Using lean startup methodologies đź“ť

The methodologies behind going "lean" and its benefits for your product development
May 26, 2023

You've probably heard of "The Lean Startup", a book that describes a way of managing and building a business or startup through experimentation, testing, and iterations. This methodology is applicable to product development, which will be our focus ;)

This approach focuses on the development of a Minimum Viable Product or MVP which we’ll discuss as well as the reasons why this methodology is interesting and if you should implement it or not.

What is a lean startup methodology:

The lean startup methodology is used to develop business and products in a short time, the goal is for creators to quickly determine if their business model is viable.

The idea behind this is that it's better to fail early in the development process than later. In the early stages, investors might not be on board, things might be less official and everyone shouldn’t be as involved as in the later stages. Failing early also means you can start a secondary project that might just be the successful one.

The approach revolves around quickly getting a product that fits the desired most important specifications of the client and getting his feedback on your product. This product is called a Minimum Viable Product or MVP. At this point, and depending on the user’s feedback, you should have a good idea of whether or not your product works and if you’re going in the right direction.

The main idea behind this process is to remove wasteful practices that usually happen in the early stages of the product development plan, steps that usually require large amounts of capital and don’t serve the final goal of delivering what the customer wants.  

Once that MVP is achieved, the feedback phase is just as important, it helps make sure the product develops in the right direction, as close to the client’s request as possible. Following this process should result in no or few useless features, saving time, money, and overall resources.

Let’s now take a look at the reasons why someone should choose to use this methodology.

Why startups go lean:

It’s important to understand this methodology because it can serve as the entire mindset behind your company. It provides a thought process and a particular approach that can save you resources.

With it, you should design products that actually solve a real-world problem. In most traditional development methods, you acquire capital first and then move on to designing a product. That initial investing phase can be very time-consuming and doesn’t contribute much to the result of the final product.

This methodology works because it focuses on innovation and solving real-world problems, the backbone of a working product. As opposed to products that rely on heavy marketing to be sold.

How you can operate lean:

The approach follows 3 ideas: Build,  Measure, and Learn.


This phase is all about your Minimum Viable Product, the product that has enough features to keep customers satisfied while you test your theory and make sure the product can be successful on the market. MVPs shouldn’t be distributed to all of your customers, think of it as a small-scale experiment. Only a small subset of customers, possibly one that crosses a wide range of demographics, should have access to your product.

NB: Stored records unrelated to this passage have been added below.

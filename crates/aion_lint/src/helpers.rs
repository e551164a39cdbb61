//! IR traversal helpers used by multiple lint rules.
//!
//! These functions walk the statement and expression trees in the AionIR to
//! collect signal usage information needed for checks like unused signals,
//! undriven signals, and incomplete sensitivity lists.

use std::collections::HashSet;

use aion_ir::{CellKind, Connection, Expr, Module, PortDirection, SignalId, SignalRef, Statement};

/// Collects all `SignalId`s referenced (read) in a signal reference.
///
/// For `Signal(id)`, returns that ID. For `Slice`, returns the base signal.
/// For `Concat`, recursively collects from all elements.
/// `Const` references yield no signal IDs.
pub fn collect_signal_ref_signals(sref: &SignalRef) -> HashSet<SignalId> {
    let mut result = HashSet::new();
    collect_signal_ref_signals_into(sref, &mut result);
    result
}

/// Collects all `SignalId`s from an expression tree.
///
/// Walks the entire expression recursively, extracting signal references
/// from `Expr::Signal` variants and any nested sub-expressions.
pub fn collect_expr_signals(expr: &Expr) -> HashSet<SignalId> {
    let mut result = HashSet::new();
    collect_expr_signals_into(expr, &mut result);
    result
}

/// Collects all `SignalId`s that are read (referenced in RHS or conditions) in a statement tree.
///
/// This includes:
/// - RHS of assignments
/// - Conditions in `If` and `Case`
/// - All sub-statements recursively
pub fn collect_read_signals(stmt: &Statement) -> HashSet<SignalId> {
    let mut result = HashSet::new();
    collect_read_signals_into(stmt, &mut result);
    result
}

/// Collects all `SignalId`s that are written (assigned to) in a statement tree.
///
/// This walks the statement tree and collects the target signal IDs
/// from all `Assign` statements.
pub fn collect_written_signals(stmt: &Statement) -> HashSet<SignalId> {
    let mut result = HashSet::new();
    collect_written_signals_into(stmt, &mut result);
    result
}

/// Returns true if the given signal is read anywhere in the module.
///
/// Checks continuous assignments (RHS), process bodies, and cell connections
/// where the signal appears as an input.
pub fn is_signal_read_in_module(module: &Module, signal_id: SignalId) -> bool {
    // Check continuous assignment RHS
    for assign in &module.assignments {
        if collect_expr_signals(&assign.value).contains(&signal_id) {
            return true;
        }
    }

    // Check process bodies
    for (_pid, process) in module.processes.iter() {
        if collect_read_signals(&process.body).contains(&signal_id) {
            return true;
        }
    }

    // Check cell connections (signal used as input to a cell)
    for (_cid, cell) in module.cells.iter() {
        for conn in &cell.connections {
            if (conn.direction == PortDirection::Input || conn.direction == PortDirection::InOut)
                && collect_signal_ref_signals(&conn.signal).contains(&signal_id)
            {
                return true;
            }
        }
    }

    false
}

/// Returns true if the given signal is driven (assigned to) anywhere in the module.
///
/// Checks continuous assignment targets, process bodies, and cell connections
/// where the signal appears as an output.
pub fn is_signal_driven_in_module(module: &Module, signal_id: SignalId) -> bool {
    // Check continuous assignment targets
    for assign in &module.assignments {
        if collect_signal_ref_signals(&assign.target).contains(&signal_id) {
            return true;
        }
    }

    // Check process bodies
    for (_pid, process) in module.processes.iter() {
        if collect_written_signals(&process.body).contains(&signal_id) {
            return true;
        }
    }

    // Check cell connections (signal driven by cell output)
    for (_cid, cell) in module.cells.iter() {
        for conn in &cell.connections {
            if (conn.direction == PortDirection::Output || conn.direction == PortDirection::InOut)
                && collect_signal_ref_signals(&conn.signal).contains(&signal_id)
            {
                return true;
            }
        }
    }

    false
}

/// Checks whether a statement has full else coverage (all paths assign).
///
/// Returns true if every `If` has an `else` branch and every `Case` has
/// a `default` arm. Used by the latch inference rule (W106) to detect
/// combinational processes that may infer latches.
pub fn stmt_has_full_else_coverage(stmt: &Statement) -> bool {
    match stmt {
        Statement::If {
            then_body,
            else_body,
            ..
        } => {
            if let Some(else_b) = else_body {
                stmt_has_full_else_coverage(then_body) && stmt_has_full_else_coverage(else_b)
            } else {
                false
            }
        }
        Statement::Case { arms, default, .. } => {
            if default.is_none() {
                return false;
            }
            // Check that all arms and default have coverage
            for arm in arms {
                if !stmt_has_full_else_coverage(&arm.body) {
                    return false;
                }
            }
            stmt_has_full_else_coverage(default.as_ref().unwrap())
        }
        Statement::Block { stmts, .. } => {
            // A block has coverage if all its statements do
            // (only the last statement really matters for coverage, but
            // we check all for nested if/case)
            for s in stmts {
                if !stmt_has_full_else_coverage(s) {
                    return false;
                }
            }
            true
        }
        Statement::Assign { .. } | Statement::Nop => true,
        Statement::Wait { .. }
        | Statement::Assertion { .. }
        | Statement::Display { .. }
        | Statement::Finish { .. } => true,
    }
}

/// Counts how many concurrent drivers a signal has in a module.
///
/// A driver is one of: continuous assignment target, process that writes
/// the signal, or cell output connection. Returns the total count.
pub fn count_drivers(module: &Module, signal_id: SignalId) -> usize {
    let mut count = 0;

    // Continuous assignments
    for assign in &module.assignments {
        if collect_signal_ref_signals(&assign.target).contains(&signal_id) {
            count += 1;
        }
    }

    // Processes
    for (_pid, process) in module.processes.iter() {
        if collect_written_signals(&process.body).contains(&signal_id) {
            count += 1;
        }
    }

    // Cell outputs
    for (_cid, cell) in module.cells.iter() {
        for conn in &cell.connections {
            if (conn.direction == PortDirection::Output || conn.direction == PortDirection::InOut)
                && collect_signal_ref_signals(&conn.signal).contains(&signal_id)
            {
                count += 1;
            }
        }
    }

    count
}

/// Checks if a statement tree contains any blocking assigns (`=`).
///
/// In AionIR all `Statement::Assign` are the same, but the process kind
/// determines if blocking vs nonblocking is expected. We detect both
/// present by checking assignment targets vs process kind.
pub fn has_assign(stmt: &Statement) -> bool {
    match stmt {
        Statement::Assign { .. } => true,
        Statement::If {
            then_body,
            else_body,
            ..
        } => has_assign(then_body) || else_body.as_ref().is_some_and(|e| has_assign(e)),
        Statement::Case { arms, default, .. } => {
            arms.iter().any(|a| has_assign(&a.body))
                || default.as_ref().is_some_and(|d| has_assign(d))
        }
        Statement::Block { stmts, .. } => stmts.iter().any(has_assign),
        _ => false,
    }
}

/// Checks if a cell's connections match a target module's ports.
///
/// Returns a list of issues: missing connections, extra connections,
/// or direction mismatches.
pub fn check_cell_port_match(cell: &aion_ir::Cell, target_module: &Module) -> Vec<PortMatchIssue> {
    let mut issues = Vec::new();

    // Skip non-instance cells
    if !matches!(cell.kind, CellKind::Instance { .. }) {
        return issues;
    }

    let cell_port_names: HashSet<_> = cell.connections.iter().map(|c| c.port_name).collect();
    let module_port_names: HashSet<_> = target_module.ports.iter().map(|p| p.name).collect();

    // Check for extra connections (not in module ports)
    for conn in &cell.connections {
        if !module_port_names.contains(&conn.port_name) {
            issues.push(PortMatchIssue::ExtraConnection(conn.clone()));
        }
    }

    // Check for missing connections (module port not connected)
    for port in &target_module.ports {
        if !cell_port_names.contains(&port.name) {
            issues.push(PortMatchIssue::MissingConnection(port.name));
        }
    }

    issues
}

/// An issue found when checking cell port connections against a module's ports.
#[derive(Debug)]
pub enum PortMatchIssue {
    /// A cell connection references a port that doesn't exist on the target module.
    ExtraConnection(Connection),
    /// A module port has no corresponding connection in the cell instance.
    MissingConnection(aion_common::Ident),
}

// ---- Internal helpers ----

fn collect_signal_ref_signals_into(sref: &SignalRef, result: &mut HashSet<SignalId>) {
    match sref {
        SignalRef::Signal(id) => {
            result.insert(*id);
        }
        SignalRef::Slice { signal, .. } => {
            result.insert(*signal);
        }
        SignalRef::Concat(refs) => {
            for r in refs {
                collect_signal_ref_signals_into(r, result);
            }
        }
        SignalRef::Const(_) => {}
    }
}

fn collect_expr_signals_into(expr: &Expr, result: &mut HashSet<SignalId>) {
    match expr {
        Expr::Signal(sref) => {
            collect_signal_ref_signals_into(sref, result);
        }
        Expr::Literal(_) => {}
        Expr::Unary { operand, .. } => {
            collect_expr_signals_into(operand, result);
        }
        Expr::Binary { lhs, rhs, .. } => {
            collect_expr_signals_into(lhs, result);
            collect_expr_signals_into(rhs, result);
        }
        Expr::Ternary {
            condition,
            true_val,
            false_val,
            ..
        } => {
            collect_expr_signals_into(condition, result);
            collect_expr_signals_into(true_val, result);
            collect_expr_signals_into(false_val, result);
        }
        Expr::FuncCall { args, .. } => {
            for arg in args {
                collect_expr_signals_into(arg, result);
            }
        }
        Expr::Concat(exprs) => {
            for e in exprs {
                collect_expr_signals_into(e, result);
            }
        }
        Expr::Repeat { expr, .. } => {
            collect_expr_signals_into(expr, result);
        }
        Expr::Index { expr, index, .. } => {
            collect_expr_signals_into(expr, result);
            collect_expr_signals_into(index, result);
        }
        Expr::Slice {
            expr, high, low, ..
        } => {
            collect_expr_signals_into(expr, result);
            collect_expr_signals_into(high, result);
            collect_expr_signals_into(low, result);
        }
    }
}

fn collect_read_signals_into(stmt: &Statement, result: &mut HashSet<SignalId>) {
    match stmt {
        Statement::Assign { value, .. } => {
            collect_expr_signals_into(value, result);
        }
        Statement::If {
            condition,
            then_body,
            else_body,
            ..
        } => {
            collect_expr_signals_into(condition, result);
            collect_read_signals_into(then_body, result);
            if let Some(else_b) = else_body {
                collect_read_signals_into(else_b, result);
            }
        }
        Statement::Case {
            subject,
            arms,
            default,
            ..
        } => {
            collect_expr_signals_into(subject, result);
            for arm in arms {
                for pat in &arm.patterns {
                    collect_expr_signals_into(pat, result);
                }
                collect_read_signals_into(&arm.body, result);
            }
            if let Some(def) = default {
                collect_read_signals_into(def, result);
            }
        }
        Statement::Block { stmts, .. } => {
            for s in stmts {
                collect_read_signals_into(s, result);
            }
        }
        Statement::Wait { duration, .. } => {
            if let Some(d) = duration {
                collect_expr_signals_into(d, result);
            }
        }
        Statement::Assertion { condition, .. } => {
            collect_expr_signals_into(condition, result);
        }
        Statement::Display { args, .. } => {
            for arg in args {
                collect_expr_signals_into(arg, result);
            }
        }
        Statement::Finish { .. } | Statement::Nop => {}
    }
}

fn collect_written_signals_into(stmt: &Statement, result: &mut HashSet<SignalId>) {
    match stmt {
        Statement::Assign { target, .. } => {
            collect_signal_ref_signals_into(target, result);
        }
        Statement::If {
            then_body,
            else_body,
            ..
        } => {
            collect_written_signals_into(then_body, result);
            if let Some(else_b) = else_body {
                collect_written_signals_into(else_b, result);
            }
        }
        Statement::Case { arms, default, .. } => {
            for arm in arms {
                collect_written_signals_into(&arm.body, result);
            }
            if let Some(def) = default {
                collect_written_signals_into(def, result);
            }
        }
        Statement::Block { stmts, .. } => {
            for s in stmts {
                collect_written_signals_into(s, result);
            }
        }
        Statement::Wait { .. }
        | Statement::Assertion { .. }
        | Statement::Display { .. }
        | Statement::Finish { .. }
        | Statement::Nop => {}
    }
}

This is the first component of the lean startup methodology, it’s highly recommended that you begin creating a basic product in the early days of your startup.


The measure phase is subtle, it doesn’t come as the next step after the build phase. Entering that phase doesn’t mean you stop the first one, rather it’s more like a new objective. It’s essential that you effectively measure the result of your product while continuing to develop the features of your product. It’s not because you’ve achieved an MVP that you should focus entirely on the measuring part, keep developing your product while you receive feedback.

If at this stage you find that your MVP isn’t gaining traction with the customers that received the MVP, you have to let that product go. That’s why the methodology was created, failing early to avoid wasting too many resources.

If your project is solely online, you should focus on sending out surveys, trying to reach customers with various forms, and possibly getting an email exchange going to ask more precise questions. One way to achieve this is to contact the people who actually answer your forms and ask them for more information directly. Try to understand the analytics for your website to determine what you’re doing well and what’s not going so well.

If your product is being tested before coming to market, feedback should be easier to get as you can directly ask testers questions about your product directly.

Once you recover that information, it’s time for the third aspect of the methodology.


Measuring your results from the product you’ve just created and looking through the feedback is simply not enough. If you want to eventually create and push your product to market, it’s important that you learn from the data and feedback that you’ve received.

The feedback should be used to understand what aspect of your product isn’t working and which ones should be refined. Learning from that feedback means making changes that take into account the customer’s point of view so as to get a product that meets the needs of a target audience.

The lean methodology is a product development approach that is centered around developing an MVP. The aim is to use that initial design to check whether or not your product finds a target audience and to try and develop your product to match that audience’s needs. By doing so, you minimize the risk of failing in later stages of your product development, where the stakes are much higher.